» **TASK DESCRIPTION**
From the first line to the last, write out the records below exactly as they appear.

» **MATERIAL FOR THE TASK**

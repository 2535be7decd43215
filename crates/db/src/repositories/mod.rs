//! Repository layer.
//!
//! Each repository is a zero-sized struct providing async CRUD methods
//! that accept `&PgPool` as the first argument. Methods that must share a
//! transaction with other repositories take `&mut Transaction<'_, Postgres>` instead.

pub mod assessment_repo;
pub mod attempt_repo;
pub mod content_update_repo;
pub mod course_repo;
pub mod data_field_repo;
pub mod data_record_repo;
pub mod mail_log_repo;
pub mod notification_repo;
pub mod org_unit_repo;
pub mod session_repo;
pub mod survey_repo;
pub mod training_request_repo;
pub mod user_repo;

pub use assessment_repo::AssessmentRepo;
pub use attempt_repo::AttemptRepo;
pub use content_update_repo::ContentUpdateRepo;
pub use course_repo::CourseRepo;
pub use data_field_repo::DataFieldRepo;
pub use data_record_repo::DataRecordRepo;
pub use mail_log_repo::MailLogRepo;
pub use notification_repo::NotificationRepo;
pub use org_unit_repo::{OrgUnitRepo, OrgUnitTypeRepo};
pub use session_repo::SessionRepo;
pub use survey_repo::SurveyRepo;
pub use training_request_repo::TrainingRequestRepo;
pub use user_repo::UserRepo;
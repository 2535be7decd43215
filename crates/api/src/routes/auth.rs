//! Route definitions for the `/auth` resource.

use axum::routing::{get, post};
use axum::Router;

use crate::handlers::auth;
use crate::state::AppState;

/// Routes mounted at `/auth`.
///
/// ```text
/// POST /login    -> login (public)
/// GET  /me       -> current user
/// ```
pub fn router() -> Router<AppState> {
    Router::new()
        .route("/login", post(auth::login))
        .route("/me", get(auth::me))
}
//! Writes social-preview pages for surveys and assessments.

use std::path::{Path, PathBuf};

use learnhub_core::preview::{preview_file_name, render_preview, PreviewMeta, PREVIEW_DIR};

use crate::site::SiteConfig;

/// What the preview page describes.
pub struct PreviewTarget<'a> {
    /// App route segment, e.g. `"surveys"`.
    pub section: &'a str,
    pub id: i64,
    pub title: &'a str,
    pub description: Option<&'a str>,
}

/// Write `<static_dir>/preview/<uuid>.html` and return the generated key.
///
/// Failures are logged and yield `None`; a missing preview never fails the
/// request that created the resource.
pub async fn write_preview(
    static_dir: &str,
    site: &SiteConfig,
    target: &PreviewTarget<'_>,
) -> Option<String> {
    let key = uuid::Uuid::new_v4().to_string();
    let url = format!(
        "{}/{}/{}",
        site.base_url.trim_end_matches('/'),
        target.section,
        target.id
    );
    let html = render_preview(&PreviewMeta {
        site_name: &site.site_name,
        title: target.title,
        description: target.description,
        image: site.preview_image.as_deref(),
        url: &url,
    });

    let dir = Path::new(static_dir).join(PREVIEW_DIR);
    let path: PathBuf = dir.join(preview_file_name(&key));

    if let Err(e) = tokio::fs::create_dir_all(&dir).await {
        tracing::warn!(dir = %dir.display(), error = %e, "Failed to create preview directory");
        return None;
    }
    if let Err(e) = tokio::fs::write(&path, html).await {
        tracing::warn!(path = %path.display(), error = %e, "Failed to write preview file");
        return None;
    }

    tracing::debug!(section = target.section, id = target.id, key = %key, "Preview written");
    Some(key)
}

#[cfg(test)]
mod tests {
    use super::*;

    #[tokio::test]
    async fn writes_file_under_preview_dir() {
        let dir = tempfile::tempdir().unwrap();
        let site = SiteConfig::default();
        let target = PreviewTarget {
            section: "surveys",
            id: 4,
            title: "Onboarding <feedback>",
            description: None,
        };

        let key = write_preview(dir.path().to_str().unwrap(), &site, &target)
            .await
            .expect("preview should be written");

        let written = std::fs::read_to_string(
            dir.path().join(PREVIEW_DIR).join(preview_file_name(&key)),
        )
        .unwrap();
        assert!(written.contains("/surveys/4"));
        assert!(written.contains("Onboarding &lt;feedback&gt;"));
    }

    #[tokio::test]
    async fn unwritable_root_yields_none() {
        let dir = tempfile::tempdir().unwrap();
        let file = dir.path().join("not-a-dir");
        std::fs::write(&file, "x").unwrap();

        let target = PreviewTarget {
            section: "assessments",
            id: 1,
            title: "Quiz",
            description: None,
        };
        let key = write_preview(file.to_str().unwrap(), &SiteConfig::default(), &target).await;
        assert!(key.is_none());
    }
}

» **YOUR SOLUTION**
repository 2535be7decd43215
filename crates/db/src/repositories/mod.rs
//! Repository layer.
//!
//! Each repository is a zero-sized struct providing async CRUD methods
//! that accept `&PgPool` as the first argument. Methods that must share a
//! transaction with other repositories take `&mut Transaction<'_, Postgres>` instead.

pub mod assessment_repo;
pub mod attempt_repo;
pub mod content_update_repo;
pub mod course_repo;
pub mod data_field_repo;
pub mod data_record_repo;
pub mod mail_log_repo;
pub mod notification_repo;
pub mod org_unit_repo;
pub mod session_repo;
pub mod survey_repo;
pub mod training_request_repo;
pub mod user_repo;

pub use assessment_repo::AssessmentRepo;
pub use attempt_repo::AttemptRepo;
pub use content_update_repo::ContentUpdateRepo;
pub use course_repo::CourseRepo;
pub use data_field_repo::DataFieldRepo;
pub use data_record_repo::DataRecordRepo;
pub use mail_log_repo::MailLogRepo;
pub use notification_repo::NotificationRepo;
pub use org_unit_repo::{OrgUnitRepo, OrgUnitTypeRepo};
pub use session_repo::SessionRepo;
pub use survey_repo::SurveyRepo;
pub use training_request_repo::TrainingRequestRepo;
pub use user_repo::UserRepo;
repository 2535be7decd43215
filename crates/api/src/routes/auth.rs
//! Route definitions for the `/auth` resource.

use axum::routing::{get, post};
use axum::Router;

use crate::handlers::auth;
use crate::state::AppState;

/// Routes mounted at `/auth`.
///
/// ```text
/// POST /login    -> login (public)
/// GET  /me       -> current user
/// ```
pub fn router() -> Router<AppState> {
    Router::new()
        .route("/login", post(auth::login))
        .route("/me", get(auth::me))
}
//! Writes social-preview pages for surveys and assessments.

use std::path::{Path, PathBuf};

use learnhub_core::preview::{preview_file_name, render_preview, PreviewMeta, PREVIEW_DIR};

use crate::site::SiteConfig;

/// What the preview page describes.
pub struct PreviewTarget<'a> {
    /// App route segment, e.g. `"surveys"`.
    pub section: &'a str,
    pub id: i64,
    pub title: &'a str,
    pub description: Option<&'a str>,
}

/// Write `<static_dir>/preview/<uuid>.html` and return the generated key.
///
/// Failures are logged and yield `None`; a missing preview never fails the
/// request that created the resource.
pub async fn write_preview(
    static_dir: &str,
    site: &SiteConfig,
    target: &PreviewTarget<'_>,
) -> Option<String> {
    let key = uuid::Uuid::new_v4().to_string();
    let url = format!(
        "{}/{}/{}",
        site.base_url.trim_end_matches('/'),
        target.section,
        target.id
    );
    let html = render_preview(&PreviewMeta {
        site_name: &site.site_name,
        title: target.title,
        description: target.description,
        image: site.preview_image.as_deref(),
        url: &url,
    });

    let dir = Path::new(static_dir).join(PREVIEW_DIR);
    let path: PathBuf = dir.join(preview_file_name(&key));

    if let Err(e) = tokio::fs::create_dir_all(&dir).await {
        tracing::warn!(dir = %dir.display(), error = %e, "Failed to create preview directory");
        return None;
    }
    if let Err(e) = tokio::fs::write(&path, html).await {
        tracing::warn!(path = %path.display(), error = %e, "Failed to write preview file");
        return None;
    }

    tracing::debug!(section = target.section, id = target.id, key = %key, "Preview written");
    Some(key)
}

#[cfg(test)]
mod tests {
    use super::*;

    #[tokio::test]
    async fn writes_file_under_preview_dir() {
        let dir = tempfile::tempdir().unwrap();
        let site = SiteConfig::default();
        let target = PreviewTarget {
            section: "surveys",
            id: 4,
            title: "Onboarding <feedback>",
            description: None,
        };

        let key = write_preview(dir.path().to_str().unwrap(), &site, &target)
            .await
            .expect("preview should be written");

        let written = std::fs::read_to_string(
            dir.path().join(PREVIEW_DIR).join(preview_file_name(&key)),
        )
        .unwrap();
        assert!(written.contains("/surveys/4"));
        assert!(written.contains("Onboarding &lt;feedback&gt;"));
    }

    #[tokio::test]
    async fn unwritable_root_yields_none() {
        let dir = tempfile::tempdir().unwrap();
        let file = dir.path().join("not-a-dir");
        std::fs::write(&file, "x").unwrap();

        let target = PreviewTarget {
            section: "assessments",
            id: 1,
            title: "Quiz",
            description: None,
        };
        let key = write_preview(file.to_str().unwrap(), &SiteConfig::default(), &target).await;
        assert!(key.is_none());
    }
}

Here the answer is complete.